Stored dataset items:
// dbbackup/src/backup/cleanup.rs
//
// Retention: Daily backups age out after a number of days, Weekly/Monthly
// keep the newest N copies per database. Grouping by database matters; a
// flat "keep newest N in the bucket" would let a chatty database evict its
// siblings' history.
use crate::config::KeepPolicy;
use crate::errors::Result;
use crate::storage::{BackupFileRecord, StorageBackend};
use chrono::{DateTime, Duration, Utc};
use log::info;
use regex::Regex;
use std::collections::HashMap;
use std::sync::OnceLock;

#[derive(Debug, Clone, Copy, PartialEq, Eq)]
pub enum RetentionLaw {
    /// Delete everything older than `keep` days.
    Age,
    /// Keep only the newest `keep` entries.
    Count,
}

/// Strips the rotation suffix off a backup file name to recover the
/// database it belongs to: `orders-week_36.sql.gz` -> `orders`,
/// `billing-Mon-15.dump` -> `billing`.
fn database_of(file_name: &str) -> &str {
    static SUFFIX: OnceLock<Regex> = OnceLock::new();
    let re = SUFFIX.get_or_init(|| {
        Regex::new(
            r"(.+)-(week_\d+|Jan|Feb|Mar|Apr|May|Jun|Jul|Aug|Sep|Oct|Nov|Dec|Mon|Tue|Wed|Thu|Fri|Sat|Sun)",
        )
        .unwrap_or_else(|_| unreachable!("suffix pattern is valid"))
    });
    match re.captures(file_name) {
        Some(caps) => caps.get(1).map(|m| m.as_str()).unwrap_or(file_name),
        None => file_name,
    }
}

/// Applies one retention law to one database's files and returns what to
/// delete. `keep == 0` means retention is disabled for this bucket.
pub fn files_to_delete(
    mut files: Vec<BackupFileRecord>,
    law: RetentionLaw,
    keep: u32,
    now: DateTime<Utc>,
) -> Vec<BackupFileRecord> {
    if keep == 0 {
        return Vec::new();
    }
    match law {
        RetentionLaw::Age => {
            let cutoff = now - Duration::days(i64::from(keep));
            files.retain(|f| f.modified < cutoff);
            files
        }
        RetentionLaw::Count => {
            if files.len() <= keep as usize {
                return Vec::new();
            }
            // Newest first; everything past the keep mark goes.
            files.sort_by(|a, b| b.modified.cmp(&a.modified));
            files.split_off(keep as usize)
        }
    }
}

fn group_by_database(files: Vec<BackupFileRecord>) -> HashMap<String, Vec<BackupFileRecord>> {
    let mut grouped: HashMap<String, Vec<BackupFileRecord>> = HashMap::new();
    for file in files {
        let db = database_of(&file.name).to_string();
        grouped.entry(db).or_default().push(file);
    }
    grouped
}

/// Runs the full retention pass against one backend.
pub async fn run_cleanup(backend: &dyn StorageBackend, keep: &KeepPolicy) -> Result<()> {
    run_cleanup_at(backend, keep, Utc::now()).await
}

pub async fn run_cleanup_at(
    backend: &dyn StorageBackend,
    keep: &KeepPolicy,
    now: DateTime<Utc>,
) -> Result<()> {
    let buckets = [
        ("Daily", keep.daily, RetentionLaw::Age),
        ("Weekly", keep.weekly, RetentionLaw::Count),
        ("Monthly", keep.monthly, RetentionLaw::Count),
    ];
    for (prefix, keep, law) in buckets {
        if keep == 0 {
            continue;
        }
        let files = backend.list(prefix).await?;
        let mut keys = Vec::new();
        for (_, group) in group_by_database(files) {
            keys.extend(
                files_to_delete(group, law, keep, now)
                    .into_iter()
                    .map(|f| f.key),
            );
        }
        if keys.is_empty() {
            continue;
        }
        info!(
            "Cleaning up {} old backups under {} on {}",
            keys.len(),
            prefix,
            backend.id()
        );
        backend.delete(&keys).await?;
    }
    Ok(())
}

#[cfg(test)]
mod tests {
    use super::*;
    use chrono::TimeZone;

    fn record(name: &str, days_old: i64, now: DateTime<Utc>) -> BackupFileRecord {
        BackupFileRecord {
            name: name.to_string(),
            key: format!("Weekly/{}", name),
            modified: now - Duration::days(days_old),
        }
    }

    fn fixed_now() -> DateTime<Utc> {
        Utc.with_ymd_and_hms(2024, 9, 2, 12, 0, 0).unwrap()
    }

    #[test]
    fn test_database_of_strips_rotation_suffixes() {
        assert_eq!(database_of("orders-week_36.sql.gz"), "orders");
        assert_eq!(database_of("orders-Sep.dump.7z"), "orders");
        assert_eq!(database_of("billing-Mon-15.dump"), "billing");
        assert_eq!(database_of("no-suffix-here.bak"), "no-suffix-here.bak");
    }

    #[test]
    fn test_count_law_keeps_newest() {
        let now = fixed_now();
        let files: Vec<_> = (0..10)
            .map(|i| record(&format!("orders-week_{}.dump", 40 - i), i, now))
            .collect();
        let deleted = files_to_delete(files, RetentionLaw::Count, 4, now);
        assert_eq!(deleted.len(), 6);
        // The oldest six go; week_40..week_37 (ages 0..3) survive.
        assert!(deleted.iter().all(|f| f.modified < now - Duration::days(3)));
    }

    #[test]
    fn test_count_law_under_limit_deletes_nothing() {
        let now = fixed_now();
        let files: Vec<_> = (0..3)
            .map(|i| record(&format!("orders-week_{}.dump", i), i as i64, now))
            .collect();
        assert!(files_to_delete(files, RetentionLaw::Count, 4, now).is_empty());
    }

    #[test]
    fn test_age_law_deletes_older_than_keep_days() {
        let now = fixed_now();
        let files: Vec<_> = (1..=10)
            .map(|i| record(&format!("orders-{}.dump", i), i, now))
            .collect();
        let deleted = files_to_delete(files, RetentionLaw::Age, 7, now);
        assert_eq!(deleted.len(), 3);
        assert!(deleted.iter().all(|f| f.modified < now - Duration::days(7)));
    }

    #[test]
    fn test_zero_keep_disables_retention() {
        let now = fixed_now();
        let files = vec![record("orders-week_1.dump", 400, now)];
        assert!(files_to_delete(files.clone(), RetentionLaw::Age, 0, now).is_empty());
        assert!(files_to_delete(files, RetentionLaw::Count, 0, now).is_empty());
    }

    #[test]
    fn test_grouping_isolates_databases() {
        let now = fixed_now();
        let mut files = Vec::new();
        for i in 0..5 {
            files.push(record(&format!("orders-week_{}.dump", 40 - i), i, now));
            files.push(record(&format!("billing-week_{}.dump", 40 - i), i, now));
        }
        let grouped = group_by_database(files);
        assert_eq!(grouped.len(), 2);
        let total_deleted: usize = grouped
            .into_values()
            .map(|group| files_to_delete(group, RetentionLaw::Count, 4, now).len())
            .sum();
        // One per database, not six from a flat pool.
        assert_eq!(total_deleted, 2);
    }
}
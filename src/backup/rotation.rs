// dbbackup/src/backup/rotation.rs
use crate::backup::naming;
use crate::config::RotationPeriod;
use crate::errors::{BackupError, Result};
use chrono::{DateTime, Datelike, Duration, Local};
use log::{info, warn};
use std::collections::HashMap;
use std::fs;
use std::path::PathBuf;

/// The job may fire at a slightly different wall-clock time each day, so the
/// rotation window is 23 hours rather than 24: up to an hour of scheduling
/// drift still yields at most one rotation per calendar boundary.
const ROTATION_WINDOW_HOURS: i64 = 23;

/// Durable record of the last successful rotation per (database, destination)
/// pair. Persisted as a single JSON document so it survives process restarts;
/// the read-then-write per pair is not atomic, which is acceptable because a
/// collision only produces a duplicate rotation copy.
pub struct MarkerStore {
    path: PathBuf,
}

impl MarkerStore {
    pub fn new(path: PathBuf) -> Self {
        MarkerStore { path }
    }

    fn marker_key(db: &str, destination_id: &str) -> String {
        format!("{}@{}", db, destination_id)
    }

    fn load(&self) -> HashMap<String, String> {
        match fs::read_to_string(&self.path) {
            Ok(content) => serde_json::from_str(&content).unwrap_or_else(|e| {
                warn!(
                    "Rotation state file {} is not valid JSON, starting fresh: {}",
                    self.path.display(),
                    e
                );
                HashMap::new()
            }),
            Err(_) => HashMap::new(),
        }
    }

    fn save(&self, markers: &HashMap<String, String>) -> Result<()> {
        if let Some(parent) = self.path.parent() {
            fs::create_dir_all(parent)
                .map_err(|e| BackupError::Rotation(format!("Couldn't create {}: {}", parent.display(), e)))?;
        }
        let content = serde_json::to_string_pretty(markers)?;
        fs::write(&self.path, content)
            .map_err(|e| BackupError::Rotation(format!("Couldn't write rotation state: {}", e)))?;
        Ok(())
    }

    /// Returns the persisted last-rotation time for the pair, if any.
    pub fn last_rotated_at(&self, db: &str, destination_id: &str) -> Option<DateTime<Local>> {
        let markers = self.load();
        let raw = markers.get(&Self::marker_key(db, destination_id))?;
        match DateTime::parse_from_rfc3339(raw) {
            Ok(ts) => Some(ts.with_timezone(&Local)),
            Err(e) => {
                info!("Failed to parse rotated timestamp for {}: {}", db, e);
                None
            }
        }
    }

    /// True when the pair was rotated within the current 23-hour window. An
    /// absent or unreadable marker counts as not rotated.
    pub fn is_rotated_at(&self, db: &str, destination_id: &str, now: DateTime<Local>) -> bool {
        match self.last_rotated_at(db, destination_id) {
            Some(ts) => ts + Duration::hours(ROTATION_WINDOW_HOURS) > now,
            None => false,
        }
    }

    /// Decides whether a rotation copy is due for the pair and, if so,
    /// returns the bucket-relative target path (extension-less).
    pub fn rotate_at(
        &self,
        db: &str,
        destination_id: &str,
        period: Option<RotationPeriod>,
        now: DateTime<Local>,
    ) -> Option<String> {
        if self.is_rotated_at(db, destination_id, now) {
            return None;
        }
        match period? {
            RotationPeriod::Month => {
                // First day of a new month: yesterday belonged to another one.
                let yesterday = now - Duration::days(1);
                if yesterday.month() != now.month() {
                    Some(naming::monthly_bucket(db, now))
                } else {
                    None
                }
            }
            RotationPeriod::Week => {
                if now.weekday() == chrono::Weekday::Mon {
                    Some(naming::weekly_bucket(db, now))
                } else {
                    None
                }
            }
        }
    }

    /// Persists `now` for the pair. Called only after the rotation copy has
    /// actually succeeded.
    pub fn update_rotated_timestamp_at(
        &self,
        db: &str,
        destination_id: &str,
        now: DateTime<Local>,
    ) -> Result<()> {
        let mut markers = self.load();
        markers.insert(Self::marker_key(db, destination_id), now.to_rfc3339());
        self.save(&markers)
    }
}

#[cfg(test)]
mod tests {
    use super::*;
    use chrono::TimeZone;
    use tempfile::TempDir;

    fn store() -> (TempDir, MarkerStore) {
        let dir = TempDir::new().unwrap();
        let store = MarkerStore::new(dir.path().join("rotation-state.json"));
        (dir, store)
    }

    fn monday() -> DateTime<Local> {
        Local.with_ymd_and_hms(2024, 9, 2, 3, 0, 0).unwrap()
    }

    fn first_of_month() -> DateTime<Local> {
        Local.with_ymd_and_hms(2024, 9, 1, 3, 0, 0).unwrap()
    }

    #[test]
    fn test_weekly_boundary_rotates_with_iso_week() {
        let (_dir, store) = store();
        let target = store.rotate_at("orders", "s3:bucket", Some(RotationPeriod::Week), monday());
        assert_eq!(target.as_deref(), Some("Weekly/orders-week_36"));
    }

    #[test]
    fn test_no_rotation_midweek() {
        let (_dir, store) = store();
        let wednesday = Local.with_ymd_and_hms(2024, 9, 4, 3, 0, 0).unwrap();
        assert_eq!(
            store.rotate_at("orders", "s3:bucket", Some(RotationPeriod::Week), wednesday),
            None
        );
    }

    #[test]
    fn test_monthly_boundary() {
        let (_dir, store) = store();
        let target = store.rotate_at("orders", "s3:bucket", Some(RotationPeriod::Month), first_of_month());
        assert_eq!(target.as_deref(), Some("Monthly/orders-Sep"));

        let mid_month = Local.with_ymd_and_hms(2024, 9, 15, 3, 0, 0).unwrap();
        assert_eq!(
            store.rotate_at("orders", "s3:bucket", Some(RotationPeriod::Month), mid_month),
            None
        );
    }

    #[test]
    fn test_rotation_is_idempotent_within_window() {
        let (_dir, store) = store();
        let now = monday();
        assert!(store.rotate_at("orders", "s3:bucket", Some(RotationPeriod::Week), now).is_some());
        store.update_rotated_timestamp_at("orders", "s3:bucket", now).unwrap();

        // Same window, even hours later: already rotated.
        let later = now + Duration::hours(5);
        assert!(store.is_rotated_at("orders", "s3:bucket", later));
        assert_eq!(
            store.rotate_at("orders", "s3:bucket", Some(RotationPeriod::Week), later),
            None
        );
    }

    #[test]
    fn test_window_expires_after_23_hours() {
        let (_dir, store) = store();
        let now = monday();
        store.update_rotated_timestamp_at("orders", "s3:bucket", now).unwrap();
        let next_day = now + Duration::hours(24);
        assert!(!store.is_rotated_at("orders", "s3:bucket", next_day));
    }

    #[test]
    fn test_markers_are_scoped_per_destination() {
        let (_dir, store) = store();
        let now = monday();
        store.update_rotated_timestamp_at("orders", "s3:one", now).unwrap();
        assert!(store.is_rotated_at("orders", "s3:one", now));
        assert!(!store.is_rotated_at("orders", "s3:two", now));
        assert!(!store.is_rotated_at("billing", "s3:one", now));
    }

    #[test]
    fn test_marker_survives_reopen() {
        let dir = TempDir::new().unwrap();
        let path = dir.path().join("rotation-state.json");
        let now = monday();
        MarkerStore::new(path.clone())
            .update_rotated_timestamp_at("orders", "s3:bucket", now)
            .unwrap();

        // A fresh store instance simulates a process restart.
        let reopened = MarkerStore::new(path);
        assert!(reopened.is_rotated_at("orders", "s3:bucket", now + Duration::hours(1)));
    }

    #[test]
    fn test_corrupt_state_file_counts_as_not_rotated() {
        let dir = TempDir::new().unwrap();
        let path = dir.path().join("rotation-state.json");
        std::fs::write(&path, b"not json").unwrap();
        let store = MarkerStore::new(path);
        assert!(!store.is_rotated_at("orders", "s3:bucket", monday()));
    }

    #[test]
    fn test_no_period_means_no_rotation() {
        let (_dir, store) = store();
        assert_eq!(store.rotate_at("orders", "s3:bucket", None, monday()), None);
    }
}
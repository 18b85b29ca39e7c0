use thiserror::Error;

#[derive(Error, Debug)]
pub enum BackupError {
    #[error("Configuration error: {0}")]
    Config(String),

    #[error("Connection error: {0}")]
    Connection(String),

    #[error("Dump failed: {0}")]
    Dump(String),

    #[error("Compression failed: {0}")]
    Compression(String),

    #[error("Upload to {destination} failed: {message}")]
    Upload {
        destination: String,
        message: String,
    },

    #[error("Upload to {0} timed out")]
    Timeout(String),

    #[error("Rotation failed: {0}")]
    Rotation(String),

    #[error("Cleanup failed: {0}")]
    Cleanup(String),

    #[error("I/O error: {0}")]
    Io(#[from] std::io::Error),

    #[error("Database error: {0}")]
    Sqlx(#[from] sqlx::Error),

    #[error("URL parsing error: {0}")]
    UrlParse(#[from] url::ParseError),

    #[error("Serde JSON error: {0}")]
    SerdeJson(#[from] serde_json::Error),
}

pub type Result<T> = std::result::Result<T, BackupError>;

EXERCISE PROMPT = The lines above that include "usize" should each be listed.

TASK RESPONSE =
            if files.len() <= keep as usize {
            files.split_off(keep as usize)
        let total_deleted: usize = grouped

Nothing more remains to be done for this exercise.